During acute-phase response (APR), there is a dramatic increase in serum amyloid A (SAA) in plasma high density lipoproteins (HDL). Elevated SAA leads to reactive AA amyloidosis in animals and humans. Herein, we employed apolipoprotein A-II (ApoA-II) deficient (Apoa2(−/−)) and transgenic (Apoa2Tg) mice to investigate the potential roles of ApoA-II in lipoprotein particle formation and progression of AA amyloidosis during APR. AA amyloid deposition was suppressed in Apoa2(−/−) mice compared with wild type (WT) mice.
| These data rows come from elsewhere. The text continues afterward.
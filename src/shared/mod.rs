//! Shared Module
//!
//! Types shared by every part of the sync layer: GraphQL wire types, the
//! document scanner, the error taxonomy, configuration, and queue events.
//! None of these types perform I/O.

/// GraphQL operations and response envelopes
pub mod graphql;

/// Minimal GraphQL document reader
pub mod document;

/// Shared error types
pub mod error;

/// Sync configuration
pub mod config;

/// Queue events
pub mod event;

/// Re-export commonly used types for convenience
pub use config::{ConfigError, SyncConfig, SyncConfigBuilder};
pub use error::SyncError;
pub use event::{QueueEvent, QueueEventKind};
pub use graphql::{GraphQLError, GraphQLResponse, Operation, OperationType};
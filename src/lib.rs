// Increase recursion limit for deeply nested json! literals in tests
#![recursion_limit = "256"]

//! xfsync - Offline GraphQL Mutation Sync
//!
//! xfsync sits between a GraphQL client and its normalized cache and lets an
//! application keep issuing mutations while disconnected. Mutations are applied
//! optimistically, queued durably in SQLite, and replayed in order once the
//! backend is reachable again.
//!
//! # Overview
//!
//! - Offline mutation queue with exactly one effect in flight
//! - Optimistic results with snapshot-based rollback
//! - Temporary → server identifier reconciliation across dependent mutations
//! - Conflict handling for conditional-write backends through a user resolver
//! - Cache-only query fallback while offline
//!
//! # Module Structure
//!
//! - **`shared`** - Types with no I/O
//!   - GraphQL operations and response envelopes, document scanner
//!   - Error types, configuration, queue events
//!
//! - **`client`** - The sync layer
//!   - Cache and transport boundaries
//!   - Offline queue, identifier map, snapshots, intercept
//!   - Replay executor, discard policy, background drain loop
//!   - SQLite persistence
//!
//! # Usage
//!
//! ```rust,no_run
//! use xfsync::client::OfflineClient;
//! use xfsync::shared::SyncConfig;
//!
//! # async fn example() -> xfsync::shared::error::Result<()> {
//! let config = SyncConfig::default().with_env_overrides()?;
//! let client = OfflineClient::builder(config).build().await?;
//!
//! client.set_online(false);
//! // mutations issued now are queued and answered optimistically
//! # Ok(())
//! # }
//! ```
//!
//! # Delivery
//!
//! Delivery is at-least-once. An effect interrupted mid-flight (process exit,
//! aborted drain loop) is sent again; idempotency is left to the backend's
//! conditional writes.
//!
//! # Thread Safety
//!
//! The queue, identifier map and snapshot share one `tokio::sync::Mutex`.
//! Status and metrics sit behind `Arc<RwLock<>>`; events fan out over a
//! `broadcast::Sender`.
//!
//! # Error Handling
//!
//! Every failure is a [`shared::error::SyncError`]. The same value reaches the
//! discard policy and the caller whose mutation was discarded.

/// Shared types and data structures
pub mod shared;

/// Offline sync client
pub mod client;
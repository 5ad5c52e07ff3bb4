//! # Retry Backoff
//!
//! Delay between attempts of a transiently failing head effect. The decision
//! whether to retry at all belongs to the discard policy; this module only
//! answers "how long to wait".

use std::fmt;
use std::sync::Arc;
use std::time::Duration;

/// Backoff strategy configuration
#[derive(Clone)]
pub enum BackoffStrategy {
    /// Fixed interval between retries
    Fixed {
        /// Interval in milliseconds
        interval_ms: u64,
    },
    /// Doubling interval with an upper bound
    Exponential {
        /// First interval in milliseconds
        base_ms: u64,
        /// Maximum interval in milliseconds
        max_ms: u64,
    },
    /// Custom backoff function from retry count to milliseconds
    Custom(Arc<dyn Fn(u32) -> u64 + Send + Sync>),
}

impl fmt::Debug for BackoffStrategy {
    fn fmt(&self, f: &mut fmt::Formatter<'_>) -> fmt::Result {
        match self {
            Self::Fixed { interval_ms } => f.debug_struct("Fixed").field("interval_ms", interval_ms).finish(),
            Self::Exponential { base_ms, max_ms } => f
                .debug_struct("Exponential")
                .field("base_ms", base_ms)
                .field("max_ms", max_ms)
                .finish(),
            Self::Custom(_) => f.write_str("Custom(..)"),
        }
    }
}

impl BackoffStrategy {
    /// Delay before the attempt following the `retry_count`-th failure (1-based)
    pub fn delay(&self, retry_count: u32) -> Duration {
        let ms = match self {
            Self::Fixed { interval_ms } => *interval_ms,
            Self::Exponential { base_ms, max_ms } => {
                let factor = 1u64.checked_shl(retry_count.saturating_sub(1)).unwrap_or(u64::MAX);
                base_ms.saturating_mul(factor).min(*max_ms)
            }
            Self::Custom(calc_fn) => calc_fn(retry_count),
        };
        Duration::from_millis(ms)
    }
}

impl Default for BackoffStrategy {
    fn default() -> Self {
        Self::Exponential {
            base_ms: 500,
            max_ms: 60_000,
        }
    }
}
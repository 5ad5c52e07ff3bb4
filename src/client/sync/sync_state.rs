//! # Sync State
//!
//! Snapshot of the drain loop for status displays.

use super::network_monitor::NetworkStatus;
use uuid::Uuid;

#[derive(Debug, Clone)]
pub struct SyncState {
    /// Whether an effect is on the network right now
    pub is_syncing: bool,
    /// Effect currently in flight
    pub in_flight: Option<Uuid>,
    /// Effects not yet committed or discarded
    pub pending_operations: usize,
    /// Effects discarded since start
    pub discarded_operations: usize,
    /// Last commit timestamp
    pub last_sync: Option<String>,
    pub network_status: NetworkStatus,
    /// Most recent replay error
    pub last_error: Option<String>,
}

impl Default for SyncState {
    fn default() -> Self {
        Self {
            is_syncing: false,
            in_flight: None,
            pending_operations: 0,
            discarded_operations: 0,
            last_sync: None,
            network_status: NetworkStatus::Online,
            last_error: None,
        }
    }
}
//! Sync configuration module
//!
//! Provides configuration types for the offline sync layer. Configuration can
//! be assembled with [`SyncConfig::builder`], read from a TOML file, and
//! overridden from the environment:
//!
//! - `XFSYNC_ENDPOINT` - GraphQL endpoint URL
//! - `XFSYNC_DB_PATH` - path of the SQLite offline store
//! - `XFSYNC_OFFLINE` - `0` disables offline support

use serde::Deserialize;
use std::path::{Path, PathBuf};
use std::time::Duration;
use thiserror::Error;

/// Default GraphQL endpoint
pub const DEFAULT_ENDPOINT: &str = "http://127.0.0.1:3000/graphql";

/// Retries allowed for a transiently failing mutation before it is discarded
pub const DEFAULT_MAX_RETRIES: u32 = 10;

/// Sync layer configuration
#[derive(Debug, Clone, Deserialize, PartialEq)]
#[serde(default)]
pub struct SyncConfig {
    /// GraphQL endpoint URL
    pub endpoint: String,
    /// Queue mutations locally instead of sending them straight to the network
    pub offline_enabled: bool,
    /// Retries before a transiently failing mutation is discarded
    pub max_retries: u32,
    /// SQLite database path; `None` selects the platform data directory
    pub database_path: Option<PathBuf>,
    /// Per-request timeout in seconds
    pub request_timeout_secs: u64,
    /// First retry delay in milliseconds
    pub backoff_base_ms: u64,
    /// Upper bound on the retry delay in milliseconds
    pub backoff_max_ms: u64,
    /// Capacity of the queue event channel
    pub event_capacity: usize,
}

impl Default for SyncConfig {
    fn default() -> Self {
        Self {
            endpoint: DEFAULT_ENDPOINT.to_string(),
            offline_enabled: true,
            max_retries: DEFAULT_MAX_RETRIES,
            database_path: None,
            request_timeout_secs: 30,
            backoff_base_ms: 500,
            backoff_max_ms: 60_000,
            event_capacity: 256,
        }
    }
}

impl SyncConfig {
    /// Create a new SyncConfigBuilder
    pub fn builder() -> SyncConfigBuilder {
        SyncConfigBuilder::default()
    }

    /// Read configuration from a TOML file
    ///
    /// Missing keys keep their defaults.
    pub fn from_toml_file(path: impl AsRef<Path>) -> Result<Self, ConfigError> {
        let raw = std::fs::read_to_string(path.as_ref())
            .map_err(|e| ConfigError::Io(format!("{}: {}", path.as_ref().display(), e)))?;
        Self::from_toml_str(&raw)
    }

    /// Parse configuration from TOML text
    pub fn from_toml_str(raw: &str) -> Result<Self, ConfigError> {
        let config: SyncConfig = toml::from_str(raw).map_err(|e| ConfigError::Parse(e.to_string()))?;
        config.validate()?;
        Ok(config)
    }

    /// Apply `XFSYNC_*` environment overrides
    pub fn with_env_overrides(mut self) -> Result<Self, ConfigError> {
        if let Ok(endpoint) = std::env::var("XFSYNC_ENDPOINT") {
            self.endpoint = endpoint;
        }
        if let Ok(path) = std::env::var("XFSYNC_DB_PATH") {
            self.database_path = Some(PathBuf::from(path));
        }
        if let Ok(flag) = std::env::var("XFSYNC_OFFLINE") {
            self.offline_enabled = flag != "0";
        }
        self.validate()?;
        Ok(self)
    }

    /// Validate the configuration
    pub fn validate(&self) -> Result<(), ConfigError> {
        if !(self.endpoint.starts_with("http://") || self.endpoint.starts_with("https://")) {
            return Err(ConfigError::InvalidUrl(self.endpoint.clone()));
        }
        if self.request_timeout_secs == 0 {
            return Err(ConfigError::InvalidValue("request_timeout_secs must be positive"));
        }
        if self.backoff_base_ms > self.backoff_max_ms {
            return Err(ConfigError::InvalidValue("backoff_base_ms exceeds backoff_max_ms"));
        }
        if self.event_capacity == 0 {
            return Err(ConfigError::InvalidValue("event_capacity must be positive"));
        }
        Ok(())
    }

    /// Database path, falling back to the platform data directory
    pub fn resolved_database_path(&self) -> PathBuf {
        self.database_path.clone().unwrap_or_else(|| {
            let mut path = dirs::data_dir().unwrap_or_else(std::env::temp_dir);
            path.push("xfsync");
            path.push("offline.db");
            path
        })
    }

    /// Request timeout as a duration
    pub fn request_timeout(&self) -> Duration {
        Duration::from_secs(self.request_timeout_secs)
    }
}

/// Builder for SyncConfig
#[derive(Debug, Default)]
pub struct SyncConfigBuilder {
    config: SyncConfig,
}

impl SyncConfigBuilder {
    /// Set the endpoint URL
    pub fn endpoint(mut self, url: impl Into<String>) -> Self {
        self.config.endpoint = url.into();
        self
    }

    /// Enable or disable offline queuing
    pub fn offline_enabled(mut self, enabled: bool) -> Self {
        self.config.offline_enabled = enabled;
        self
    }

    /// Set the retry ceiling
    pub fn max_retries(mut self, retries: u32) -> Self {
        self.config.max_retries = retries;
        self
    }

    /// Set the SQLite database path
    pub fn database_path(mut self, path: impl Into<PathBuf>) -> Self {
        self.config.database_path = Some(path.into());
        self
    }

    /// Set the request timeout
    pub fn request_timeout_secs(mut self, secs: u64) -> Self {
        self.config.request_timeout_secs = secs;
        self
    }

    /// Set the retry backoff bounds
    pub fn backoff_ms(mut self, base: u64, max: u64) -> Self {
        self.config.backoff_base_ms = base;
        self.config.backoff_max_ms = max;
        self
    }

    /// Build the configuration
    pub fn build(self) -> Result<SyncConfig, ConfigError> {
        self.config.validate()?;
        Ok(self.config)
    }
}

/// Configuration errors
#[derive(Debug, Error)]
pub enum ConfigError {
    #[error("invalid URL: {0}")]
    InvalidUrl(String),
    #[error("invalid value: {0}")]
    InvalidValue(&'static str),
    #[error("failed to read config: {0}")]
    Io(String),
    #[error("failed to parse config: {0}")]
    Parse(String),
}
During APR, Apoa2(−/−) mice exhibited significant suppression of serum SAA levels and hepatic Saa1 and Saa2 mRNA levels. Pathological investigation showed Apoa2(−/−) mice had less tissue damage and less inflammatory cell infiltration during APR. Total lipoproteins were markedly decreased in Apoa2(−/−) mice, while the ratio of HDL to low density lipoprotein (LDL) was also decreased. Both WT and Apoa2(−/−) mice showed increases in LDL and very large HDL during APR. SAA was distributed more widely in lipoprotein particles ranging from chylomicrons to very small HDL in Apoa2(−/−) mice. Our observations uncovered the critical roles of ApoA-II in inflammation, serum lipoprotein stability and AA amyloidosis morbidity, and prompt consideration of therapies for AA and other amyloidoses, whose precursor proteins are associated with circulating HDL particles.